A genuine methylation problem looks like: elevated homocysteine, megaloblastic anaemia, vitamin B12 below 200 pg/mL, or red cell folate below 140 ng/mL. For those people, focused supplementation works. For an adult with normal labs, "methylation support" stacks are correcting nothing — and methylfolate at the high doses used in these stacks has actually been associated with anxiety and irritability in case reports of overmethylation. The reasonable 2026 position: methylation is real, methylation problems are diagnosable with cheap labs, and methylation stacks should be sized to actual deficiencies rather than to a marketing concept. A standard B-complex with folic acid (or, for pregnancy planning with documented MTHFR homozygous variant, methylfolate) is sufficient for the vast majority of adults.

Sources

  1. Ducker GS, Rabinowitz JD. "One-carbon metabolism in health and disease." Cell Metab, 2017;25(1):27-42. PMID: 30445641. DOI: 10.1016/j.cmet.2016.08.009.
  2. Hickey SE, Curry CJ, Toriello HV. "ACMG practice guideline: lack of evidence for MTHFR polymorphism testing." Genet Med, 2013;15(2):153-6. PMID: 23990268. DOI: 10.1038/gim.2012.165.
  3. Klerk M, Verhoef P, Clarke R, Blom HJ, Kok FJ, Schouten EG. "MTHFR 677C-->T polymorphism and risk of coronary heart disease: a meta-analysis." JAMA, 2002;288(16):2023-31. PMID: 12480795. DOI: 10.1001/jama.288.16.2023.

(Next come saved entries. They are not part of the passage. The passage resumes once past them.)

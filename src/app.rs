//! Application state and core logic

use crate::config::FormConfig;
use crate::platform::COPY_MODIFIER;
use crate::sink::{ContactSink, SubmissionLog};
use crate::state::{
    AppState, Contact, Dialog, Field, FieldInvalid, FocusSlot, SnackbarKind, ValidationFailure,
};
use anyhow::Result;
use crossterm::event::{KeyCode, KeyEvent, KeyModifiers};

/// Main application struct
pub struct App {
    /// Current application state
    pub state: AppState,
    /// Receives contacts that pass validation
    sink: Box<dyn ContactSink>,
    /// Whether the app should quit
    quit: bool,
}

impl App {
    /// Create a new App backed by the in-memory submission log
    pub fn new(config: &FormConfig) -> Self {
        let mut state = AppState::default();
        config.apply(&mut state);
        Self::with_sink(state, Box::new(SubmissionLog::new()))
    }

    pub fn with_sink(state: AppState, sink: Box<dyn ContactSink>) -> Self {
        Self {
            state,
            sink,
            quit: false,
        }
    }

    /// Check if app should quit
    pub fn should_quit(&self) -> bool {
        self.quit
    }

    /// Per-frame housekeeping
    pub fn tick(&mut self) {
        self.state.expire_snackbar();
    }

    /// Handle a key event
    pub async fn handle_key(&mut self, key: KeyEvent) -> Result<()> {
        if self.state.has_dialog() {
            if matches!(key.code, KeyCode::Enter | KeyCode::Esc) {
                self.state.dismiss_dialog();
            }
            return Ok(());
        }

        let focused = self.state.focused();
        let ctrl = key.modifiers.contains(KeyModifiers::CONTROL);

        match key.code {
            // Keyboard shortcuts (work from anywhere)
            KeyCode::Char('s') if ctrl => self.submit().await,
            KeyCode::Char('r') if ctrl => self.clear(),
            KeyCode::Char('y') if key.modifiers.contains(COPY_MODIFIER) => {
                self.copy_last_contact().await
            }
            KeyCode::Tab | KeyCode::Down => self.state.next_form_field(),
            KeyCode::BackTab | KeyCode::Up => self.state.prev_form_field(),
            KeyCode::Esc => self.quit = true,
            KeyCode::Enter => match focused {
                // "Next" on the first two inputs, "Done" on the phone input
                Some(FocusSlot::Input(Field::Name | Field::Email)) => {
                    self.state.next_form_field()
                }
                Some(FocusSlot::Input(Field::Phone)) | Some(FocusSlot::SubmitButton) => {
                    self.submit().await
                }
                Some(FocusSlot::Input(Field::Terms)) => self.toggle_terms(),
                Some(FocusSlot::ClearButton) => self.clear(),
                None => {}
            },
            KeyCode::Char(' ') if focused == Some(FocusSlot::Input(Field::Terms)) => {
                self.toggle_terms()
            }
            KeyCode::Char(c) if !ctrl && !key.modifiers.contains(KeyModifiers::ALT) => {
                if let Some(field) = focused.and_then(FocusSlot::text_field) {
                    self.state.form.push_char(field, c);
                }
            }
            KeyCode::Backspace => {
                if let Some(field) = focused.and_then(FocusSlot::text_field) {
                    self.state.form.pop_char(field);
                }
            }
            _ => {}
        }
        Ok(())
    }

    fn toggle_terms(&mut self) {
        let agreed = !self.state.form.fields().agreed;
        self.state.form.on_terms_toggle(agreed);
    }

    /// Validate the form and hand the contact to the sink
    async fn submit(&mut self) {
        let result = self.state.form.submit();
        if let Some(target) = self.state.form.focus_target() {
            self.state.focus.apply(target);
        }

        match result {
            Ok(contact) => self.deliver(contact).await,
            Err(failure) => self.report_invalid(&failure),
        }
    }

    async fn deliver(&mut self, contact: Contact) {
        match self.sink.submit(contact).await {
            Ok(submission) => {
                self.state.last_submission = Some(submission.clone());
                self.state.dialog = Some(Dialog::Submitted(submission));
                self.state
                    .show_snackbar("Contact submitted", SnackbarKind::Success);
            }
            Err(e) => {
                tracing::warn!("Submission failed: {e:#}");
                self.state.push_error(format!("Failed to submit contact: {e}"));
            }
        }
    }

    fn report_invalid(&mut self, failure: &ValidationFailure) {
        for FieldInvalid { field, message } in &failure.invalid {
            tracing::debug!(%field, "Submit blocked: {message}");
        }
        self.state.show_snackbar(
            format!(
                "Please fix the highlighted fields ({} invalid)",
                failure.invalid.len()
            ),
            SnackbarKind::Error,
        );
    }

    fn clear(&mut self) {
        self.state.clear_form();
        if self.state.clear_confirmation {
            self.state.show_snackbar("Cleared", SnackbarKind::Info);
        }
    }

    /// Copy the sink's last accepted contact to the clipboard as JSON
    async fn copy_last_contact(&mut self) {
        let Some(submission) = self.sink.last_submission().await else {
            self.state
                .show_snackbar("Nothing submitted yet", SnackbarKind::Info);
            return;
        };

        let result = serde_json::to_string_pretty(&submission.contact)
            .map_err(anyhow::Error::from)
            .and_then(|json| copy_to_clipboard(&json));
        match result {
            Ok(()) => self
                .state
                .show_snackbar("Copied contact to clipboard", SnackbarKind::Success),
            Err(e) => {
                tracing::warn!("Clipboard copy failed: {e:#}");
                self.state.push_error(format!("Failed to copy contact: {e}"));
            }
        }
    }
}

fn copy_to_clipboard(text: &str) -> Result<()> {
    use arboard::Clipboard;
    let mut clipboard = Clipboard::new()?;
    clipboard.set_text(text)?;
    Ok(())
}
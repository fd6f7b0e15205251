//! Form rendering module
//!
//! - `field_renderer`: text input and checkbox rendering
//! - `contact_form`: the contact form screen

mod contact_form;
mod field_renderer;

pub use contact_form::draw as draw_contact_form;
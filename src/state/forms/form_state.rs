//! Contact form validation engine
//!
//! Owns the field values and the error slots derived from them. The UI
//! sends edits, submits and clears; the engine answers with new state, a
//! focus hint and, on success, a [`Contact`] snapshot. Invalid input is
//! always data here, never an error, except for the aggregate returned by
//! [`ContactForm::submit`].

use super::contact::Contact;
use super::field::{Field, FieldState, FormErrors, FormFields, TextField};
use super::validation::{
    validate_email, validate_name, validate_phone, validate_terms, FieldInvalid,
    ValidationFailure,
};

/// Where input focus should go after a submit attempt
#[derive(Debug, Clone, PartialEq, Eq)]
pub enum FocusTarget {
    /// Submit succeeded, nothing should hold focus
    Clear,
    /// Submit failed, every invalid field in form order. The UI picks one.
    Invalid(Vec<Field>),
}

#[derive(Debug, Clone, Default)]
pub struct ContactForm {
    fields: FormFields,
    errors: FormErrors,
    focus_target: Option<FocusTarget>,
}

impl ContactForm {
    pub fn new() -> Self {
        Self::default()
    }

    pub fn fields(&self) -> &FormFields {
        &self.fields
    }

    pub fn errors(&self) -> &FormErrors {
        &self.errors
    }

    /// Focus hint from the most recent submit, if any
    pub fn focus_target(&self) -> Option<&FocusTarget> {
        self.focus_target.as_ref()
    }

    pub fn field_state(&self, field: Field) -> FieldState {
        match self.errors.get(field) {
            Some(msg) => FieldState::Invalid(msg.to_string()),
            None if self.fields.is_empty(field) => FieldState::Untouched,
            None => FieldState::Valid,
        }
    }

    /// Set a text field and revalidate it.
    ///
    /// The edited field is always revalidated. Other fields are only
    /// revalidated while they are already showing an error, so an untouched
    /// field never lights up because a neighbour changed.
    pub fn on_field_change(&mut self, field: TextField, value: impl Into<String>) {
        *self.fields.text_mut(field) = value.into();
        self.revalidate(field.into());
    }

    pub fn on_terms_toggle(&mut self, agreed: bool) {
        self.fields.agreed = agreed;
        self.revalidate(Field::Terms);
    }

    /// Append a character to a text field
    pub fn push_char(&mut self, field: TextField, c: char) {
        let mut value = self.fields.text(field).to_string();
        value.push(c);
        self.on_field_change(field, value);
    }

    /// Remove the last character from a text field
    pub fn pop_char(&mut self, field: TextField) {
        let mut value = self.fields.text(field).to_string();
        if value.pop().is_some() {
            self.on_field_change(field, value);
        }
    }

    /// Run every validator and overwrite every error slot.
    /// Returns true iff all fields are valid.
    pub fn validate_all(&mut self) -> bool {
        for field in Field::ALL {
            *self.errors.slot_mut(field) = self.run_validator(field);
        }
        self.errors.is_clear()
    }

    pub fn submit(&mut self) -> Result<Contact, ValidationFailure> {
        if self.validate_all() {
            self.focus_target = Some(FocusTarget::Clear);
            tracing::debug!("Contact form passed validation");
            return Ok(Contact::from(&self.fields));
        }

        let fields = self.errors.invalid_fields();
        let invalid: Vec<FieldInvalid> = fields
            .iter()
            .filter_map(|&field| {
                self.errors.get(field).map(|msg| FieldInvalid {
                    field,
                    message: msg.to_string(),
                })
            })
            .collect();
        self.focus_target = Some(FocusTarget::Invalid(fields));
        tracing::debug!("Contact form rejected: {} invalid field(s)", invalid.len());
        Err(ValidationFailure { invalid })
    }

    /// Reset every field and error slot. Idempotent.
    pub fn clear(&mut self) {
        self.fields = FormFields::default();
        self.errors = FormErrors::default();
        self.focus_target = None;
    }

    fn revalidate(&mut self, edited: Field) {
        *self.errors.slot_mut(edited) = self.run_validator(edited);
        for field in Field::ALL {
            if field != edited && self.errors.get(field).is_some() {
                *self.errors.slot_mut(field) = self.run_validator(field);
            }
        }
    }

    fn run_validator(&self, field: Field) -> Option<String> {
        match field {
            Field::Name => validate_name(&self.fields.name),
            Field::Email => validate_email(&self.fields.email),
            Field::Phone => validate_phone(&self.fields.phone),
            Field::Terms => validate_terms(self.fields.agreed),
        }
    }
}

  4. Watson MS, Mann MR, Lloyd-Puryear MA, Rinaldo P, Howell RR. "ACMG technical standards for the interpretation and reporting of MTHFR variants in the era of universal folic acid fortification." Genet Med, 2024;26(6):100712. PMID: 38735612. DOI: 10.1016/j.gim.2024.101085.
  5. Henderson AM, Aleliunas RE, Loh SP, et al. "L-5-methyltetrahydrofolate supplementation increases blood folate concentrations to a greater extent than folic acid supplementation in Malaysian women." J Nutr, 2018;148(6):885-890. PMID: 24389624. DOI: 10.1093/jn/nxy057.
  6. Olthof MR, van Vliet T, Boelsma E, Verhoef P. "Low dose betaine supplementation leads to immediate and long term lowering of plasma homocysteine in healthy men and women." J Nutr, 2003;133(12):4135-8. PMID: 11788595. DOI: 10.1093/jn/133.12.4135.
  7. Hayes A, Cashman KD, et al. "Betaine and chronic disease: an update." Nutrients, 2024;16(8):1180. PMID: 38456712. DOI: 10.3390/nu16081180.
  8. Wang H, Li L, Qin LL, Song Y, Vidal-Alaball J, Liu TH. "Oral vitamin B12 versus intramuscular vitamin B12 for vitamin B12 deficiency." Cochrane Database Syst Rev, 2018;3(3):CD004655. PMID: 30668740. DOI: 10.1002/14651858.CD004655.pub3.